The agency said 21 duplicates had been removed from the tally, while 47 recovered patients were reclassified as deaths. Six laboratories failed to submit data on March 30.

About 9.5 million Filipinos have been tested for the coronavirus as of March 29, according to DoH’s tracker website.

The coronavirus has sickened about 128.9 million and killed 2.8 million people worldwide, according to the Worldometers website, citing various sources including data from the World Health Organization. About 104 million people have recovered, it said.

Meanwhile, Senator Juan Edgardo M. Angara cited the need to boost hospital bed capacity after reports of coronavirus disease 2019 (COVID-19) patients being turned down.

“The current surge in cases of COVID-19 and its new variants has given us a rude awakening as to how much more we have to go to strengthen our health system,” he said in a statement.

“We must start to ramp up the capacities of our hospitals so that every Filipino who needs medical attention will get the care they deserve,” he added.

Also on Wednesday, Health Undersecretary Maria Rosario S. Vergeire said two quarantine facilities in Metro Manila had been reopened.

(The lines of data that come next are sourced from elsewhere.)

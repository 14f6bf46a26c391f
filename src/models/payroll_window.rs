//! Payroll window model.
//!
//! This module contains the [`PayrollWindow`] type, the 26th-to-25th accounting
//! period used for monthly salary computation.

use chrono::{DateTime, NaiveDate, Utc};
use serde::{Deserialize, Serialize};

/// The payroll accounting window for a selected month.
///
/// The window opens on the 26th of the prior month at 00:00:00 UTC and closes
/// on the 25th of the selected month at 23:59:59.999 UTC.
///
/// # Example
///
/// ```
/// use barbershop_engine::models::PayrollWindow;
///
/// let window = PayrollWindow::for_year_month(2025, 3).unwrap();
/// assert_eq!(window.window_start_date, "2025-02-26");
/// assert_eq!(window.window_end_date, "2025-03-25");
/// assert_eq!(window.total_days(), 28);
/// ```
#[derive(Debug, Clone, PartialEq, Eq, Serialize, Deserialize)]
#[serde(rename_all = "camelCase")]
pub struct PayrollWindow {
    /// Start of the window (prior month's 26th, UTC midnight).
    pub window_start: DateTime<Utc>,
    /// End of the window (selected month's 25th, last millisecond of the day).
    pub window_end: DateTime<Utc>,
    /// `yyyy-MM-dd` projection of `window_start`.
    pub window_start_date: String,
    /// `yyyy-MM-dd` projection of `window_end`.
    pub window_end_date: String,
}

impl PayrollWindow {
    /// Builds the window for a 1-indexed `(year, month)` pair.
    ///
    /// Returns `None` when `month` is outside `1..=12` or the year is out of
    /// chrono's range.
    pub fn for_year_month(year: i32, month: u32) -> Option<Self> {
        if !(1..=12).contains(&month) {
            return None;
        }

        let (prior_year, prior_month) = if month == 1 {
            (year - 1, 12)
        } else {
            (year, month - 1)
        };

        let start = NaiveDate::from_ymd_opt(prior_year, prior_month, 26)?
            .and_hms_opt(0, 0, 0)?
            .and_utc();
        let end = NaiveDate::from_ymd_opt(year, month, 25)?
            .and_hms_milli_opt(23, 59, 59, 999)?
            .and_utc();

        Some(Self::from_instants(start, end))
    }

    /// Wraps two instants, deriving the ISO date projections.
    pub fn from_instants(window_start: DateTime<Utc>, window_end: DateTime<Utc>) -> Self {
        Self {
            window_start,
            window_end,
            window_start_date: window_start.format("%Y-%m-%d").to_string(),
            window_end_date: window_end.format("%Y-%m-%d").to_string(),
        }
    }

    /// Inclusive number of calendar days covered by the window.
    pub fn total_days(&self) -> i64 {
        (self.window_end.date_naive() - self.window_start.date_naive()).num_days() + 1
    }

    /// Checks whether an instant falls inside the window (inclusive).
    pub fn contains(&self, instant: DateTime<Utc>) -> bool {
        instant >= self.window_start && instant <= self.window_end
    }
}
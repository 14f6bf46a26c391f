//! Named preset salary plans.
//!
//! Two self-contained schemes kept alongside the configurable engine: a flat
//! fixed salary and a stepped "dynamic basic" salary.

use rust_decimal::Decimal;

use crate::models::PresetPlanResult;

/// Salary paid by the fixed preset plan.
pub const FIXED_PLAN_SALARY: i64 = 3750;

/// Starting salary of the dynamic basic plan.
pub const DYNAMIC_BASE_SALARY: i64 = 500;

/// Sales above which the dynamic basic plan starts stepping.
pub const DYNAMIC_SALES_THRESHOLD: i64 = 5000;

/// Size of one sales step in the dynamic basic plan.
pub const DYNAMIC_STEP_SIZE: i64 = 400;

/// Amount added per full step in the dynamic basic plan.
pub const DYNAMIC_STEP_AMOUNT: i64 = 50;

/// Flat 3750 salary, independent of sales.
///
/// # Examples
///
/// ```
/// use barbershop_engine::calculation::calculate_fixed_plan;
/// use rust_decimal::Decimal;
///
/// assert_eq!(calculate_fixed_plan().total_salary, Decimal::from(3750));
/// ```
pub fn calculate_fixed_plan() -> PresetPlanResult {
    PresetPlanResult {
        basic_salary: Decimal::from(FIXED_PLAN_SALARY),
        increments: Decimal::ZERO,
        total_salary: Decimal::from(FIXED_PLAN_SALARY),
    }
}

/// Stepped salary: 500 plus 50 for every full 400 of sales above 5000.
///
/// # Examples
///
/// ```
/// use barbershop_engine::calculation::calculate_dynamic_basic_plan;
/// use rust_decimal::Decimal;
///
/// assert_eq!(calculate_dynamic_basic_plan(Decimal::from(5399)).total_salary, Decimal::from(500));
/// assert_eq!(calculate_dynamic_basic_plan(Decimal::from(5400)).total_salary, Decimal::from(550));
/// ```
pub fn calculate_dynamic_basic_plan(sales: Decimal) -> PresetPlanResult {
    let excess = sales.saturating_sub(Decimal::from(DYNAMIC_SALES_THRESHOLD));
    let increments = if excess > Decimal::ZERO {
        (excess / Decimal::from(DYNAMIC_STEP_SIZE)).floor()
    } else {
        Decimal::ZERO
    };

    let basic_salary = Decimal::from(DYNAMIC_BASE_SALARY);
    let step_total = Decimal::from(DYNAMIC_STEP_AMOUNT).saturating_mul(increments);
    PresetPlanResult {
        basic_salary,
        increments,
        total_salary: basic_salary.saturating_add(step_total),
    }
}
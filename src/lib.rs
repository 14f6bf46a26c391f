//! Payroll, salary plan and booking wizard engine for a barbershop chain
//!
//! This crate evaluates block-based salary plans against monthly sales,
//! computes the 26th-to-25th payroll window and the active workday ratio, and
//! drives the multi-step customer booking wizard with a lock-guarded step machine.

#![warn(missing_docs)]

pub mod booking;
pub mod calculation;
pub mod config;
pub mod error;
pub mod models;
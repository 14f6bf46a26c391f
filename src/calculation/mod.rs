//! Calculation logic for the barbershop engine.
//!
//! This module contains the pure calculation functions: payroll windows and
//! proration, salary plan evaluation, the named preset plans, and service
//! package pricing.

mod package_pricing;
mod payroll_window;
mod preset_plans;
mod salary_plan;

pub use package_pricing::{PackagePrice, calculate_package_price};
pub use payroll_window::{
    active_workday_ratio_for, get_active_workday_ratio, get_payroll_window, parse_date_as_utc,
};
pub use preset_plans::{
    DYNAMIC_BASE_SALARY, DYNAMIC_SALES_THRESHOLD, DYNAMIC_STEP_AMOUNT, DYNAMIC_STEP_SIZE,
    FIXED_PLAN_SALARY, calculate_dynamic_basic_plan, calculate_fixed_plan,
};
pub use salary_plan::{
    DEFAULT_BASE_SALARY, DEFAULT_COMMISSION_THRESHOLD, SalaryBreakdown, TOP_TIER_BONUS,
    calculate_salary, calculate_salary_from_plan, calculate_salary_with_trace,
    default_commission_rate, default_salary_plan_config, round_to_unit,
};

Rizal Memorial Coliseum, which has 97 beds, and the Ninoy Aquino Stadium, which has 127 beds, had been reopened earlier this month, she told an online news briefing.

The Quezon Institute, which has 112 beds, will be reopened on Monday. These facilities were closed after the infection rate eased in the past months.

Ms. Vergeire also said they were in talks with some hotels to turn them into quarantine facilities.

Bed occupancy was at 46.5% nationwide and 65.2% in Metro Manila as of March 29, according to DoH’s tracker website.